Employment schemes such as MGNREGA, now rechristened, provided wage security. Housing programs benefited tribal families. Health insurance under Ayushman Bharat widened coverage. Residential schools for tribal students opened new educational pathways. Skill development centres offered alternatives to militancy.

The young villager who once saw the gun as empowerment now sees opportunity in education, migration, entrepreneurship and democratic participation. Despite Maoist calls to boycott elections, voter turnout in tribal areas remained significant. Political change unfolded even in former strongholds.

Violence, in contrast, delivered diminishing returns. Infrastructure was destroyed. Vaccination campaigns were obstructed. Villages were isolated. Civilian casualties mounted, more than 10,000 since 2000.

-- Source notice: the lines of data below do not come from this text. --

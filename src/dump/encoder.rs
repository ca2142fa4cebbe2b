//! Batch encoders: compact trace and tabular projection.
//!
//! ## Compact Algorithm
//!
//! 1. Collect (timestamp, content key, editor) for every revision
//! 2. Stable-sort ascending by timestamp; ties keep dump order
//! 3. Walk ascending with a [`ContentRegistry`]: a repeated key is a revert
//!    and reuses its id, a new key gets the next id
//! 4. Write the title line, then the events newest-first

use serde::ser::{Serialize, SerializeMap, Serializer};
use serde_json::Value;
use std::collections::HashMap;
use std::io::Write;
use tracing::warn;

use super::{DumpError, PageBatch};
use crate::config::{MissingEditorPolicy, Tag};
use crate::trace::write_page_trace;
use crate::types::{CompactEvent, ContentKey, EditorId, Page, PageTrace, Revision};

/// Counters for one encoded batch.
#[derive(Debug, Clone, Copy, Default, PartialEq, Eq)]
pub struct EncodeStats {
    /// Pages written.
    pub pages: usize,
    /// Revisions written (events or rows).
    pub revisions: usize,
    /// Revisions attributed to the unknown-editor sentinel.
    pub unknown_editors: usize,
}

impl EncodeStats {
    /// Add another batch's counters.
    pub fn merge(&mut self, other: EncodeStats) {
        self.pages += other.pages;
        self.revisions += other.revisions;
        self.unknown_editors += other.unknown_editors;
    }
}

/// Writes one batch of pages in some output format.
///
/// The batch is taken by value and dropped once written.
pub trait BatchEncoder {
    /// Encode every page of the batch into `out`.
    fn encode_batch(&mut self, batch: PageBatch, out: &mut dyn Write) -> Result<EncodeStats, DumpError>;
}

/// First-seen content ids for one page.
#[derive(Debug, Default)]
pub struct ContentRegistry {
    ids: HashMap<ContentKey, u32>,
}

impl ContentRegistry {
    /// Create an empty registry.
    pub fn new() -> Self {
        Self::default()
    }

    /// Id for `key` and whether it was seen before.
    pub fn observe(&mut self, key: ContentKey) -> (u32, bool) {
        let next = self.ids.len() as u32 + 1;
        match self.ids.get(&key) {
            Some(&id) => (id, true),
            None => {
                self.ids.insert(key, next);
                (next, false)
            }
        }
    }

    /// Number of distinct contents seen.
    pub fn len(&self) -> usize {
        self.ids.len()
    }

    /// Check if nothing has been observed.
    pub fn is_empty(&self) -> bool {
        self.ids.is_empty()
    }
}

/// Encoder for the compact trace format.
#[derive(Debug, Clone, Copy, Default)]
pub struct CompactEncoder {
    missing_editor: MissingEditorPolicy,
}

impl CompactEncoder {
    /// Create an encoder with a missing-editor policy.
    pub fn new(missing_editor: MissingEditorPolicy) -> Self {
        Self { missing_editor }
    }

    /// Build the chronological trace of one page.
    pub fn encode_page(&self, page: &Page) -> Result<PageTrace, DumpError> {
        let mut ordered: Vec<&Revision> = page.revisions.iter().collect();
        // Stable: equal timestamps keep dump order.
        ordered.sort_by_key(|rev| rev.time);

        let mut registry = ContentRegistry::new();
        let mut trace = PageTrace::new(page.title.clone());
        trace.events.reserve(ordered.len());

        for rev in ordered {
            let editor = self.resolve_editor(page, rev)?;
            let (content_id, reverted) = registry.observe(rev.content);
            trace.events.push(CompactEvent {
                timestamp: rev.timestamp.clone(),
                reverted,
                content_id,
                editor,
            });
        }
        Ok(trace)
    }

    fn resolve_editor(&self, page: &Page, rev: &Revision) -> Result<EditorId, DumpError> {
        match rev.contributor.editor_id() {
            Some(editor) => Ok(editor),
            None => match self.missing_editor {
                MissingEditorPolicy::Sentinel => Ok(EditorId::unknown()),
                MissingEditorPolicy::Reject => Err(DumpError::MissingEditor {
                    page: page.title.clone(),
                    revision: rev.id,
                }),
            },
        }
    }
}

impl BatchEncoder for CompactEncoder {
    fn encode_batch(&mut self, batch: PageBatch, out: &mut dyn Write) -> Result<EncodeStats, DumpError> {
        let mut stats = EncodeStats::default();
        for page in batch.pages {
            let trace = self.encode_page(&page)?;
            let unknown = page
                .revisions
                .iter()
                .filter(|rev| rev.contributor.editor_id().is_none())
                .count();
            if unknown > 0 {
                warn!(page = %page.title, revisions = unknown, "Revisions without editor identity");
            }

            write_page_trace(&trace, out)?;
            stats.pages += 1;
            stats.revisions += trace.len();
            stats.unknown_editors += unknown;
        }
        Ok(stats)
    }
}

/// Encoder projecting selected attributes into one JSON object per revision.
#[derive(Debug, Clone)]
pub struct TabularEncoder {
    tags: Vec<Tag>,
}

impl TabularEncoder {
    /// Create an encoder for `tags`, in the given column order.
    /// Repeated tags are kept once.
    pub fn new(tags: &[Tag]) -> Self {
        let mut unique = Vec::with_capacity(tags.len());
        for tag in tags {
            if !unique.contains(tag) {
                unique.push(*tag);
            }
        }
        Self { tags: unique }
    }

    /// Projected columns.
    pub fn tags(&self) -> &[Tag] {
        &self.tags
    }

    fn project(&self, page: &Page, rev: &Revision) -> Vec<(&'static str, Value)> {
        self.tags
            .iter()
            .map(|tag| {
                let value = match tag {
                    Tag::PageId => Value::from(page.id),
                    Tag::PageTitle => Value::from(page.title.as_str()),
                    Tag::RevId => Value::from(rev.id),
                    Tag::ParentId => Value::from(rev.parent_id),
                    Tag::Timestamp => Value::from(rev.timestamp.as_str()),
                    Tag::Comment => Value::from(rev.comment.as_deref()),
                    Tag::Model => Value::from(rev.model.as_deref()),
                    Tag::Format => Value::from(rev.format.as_deref()),
                    Tag::Sha1 => Value::from(rev.sha1.as_deref()),
                    Tag::Username => Value::from(rev.contributor.username()),
                    Tag::UserId => Value::from(rev.contributor.user_id()),
                    Tag::UserIp => Value::from(rev.contributor.ip()),
                };
                (tag.as_str(), value)
            })
            .collect()
    }
}

/// Ordered columns serialized as a JSON object.
struct Row<'a>(&'a [(&'static str, Value)]);

impl Serialize for Row<'_> {
    fn serialize<S: Serializer>(&self, serializer: S) -> Result<S::Ok, S::Error> {
        let mut map = serializer.serialize_map(Some(self.0.len()))?;
        for (key, value) in self.0 {
            map.serialize_entry(key, value)?;
        }
        map.end()
    }
}

impl BatchEncoder for TabularEncoder {
    fn encode_batch(&mut self, batch: PageBatch, out: &mut dyn Write) -> Result<EncodeStats, DumpError> {
        let mut stats = EncodeStats::default();
        for page in batch.pages {
            for rev in &page.revisions {
                let columns = self.project(&page, rev);
                serde_json::to_writer(&mut *out, &Row(&columns))?;
                out.write_all(b"\n")?;
                stats.revisions += 1;
            }
            stats.pages += 1;
        }
        Ok(stats)
    }
}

One surrendered cadre captured the shift succinctly: “We fought for land. They gave us houses, toilets and tap water.” Militarily, the insurgency has receded. Politically, it holds little traction. Morally, it faces hard questions.

Neglect in the 1960s contributed to its birth. A welfare-driven governance model in the 21st century appears to be writing its conclusion. The official target is a Naxal-free India by 31 March 2026.

The red shadow has thinned. The gun’s echo has weakened. In its place rises a different demand, for roads, jobs, education and dignity. Perhaps that is the real turning point.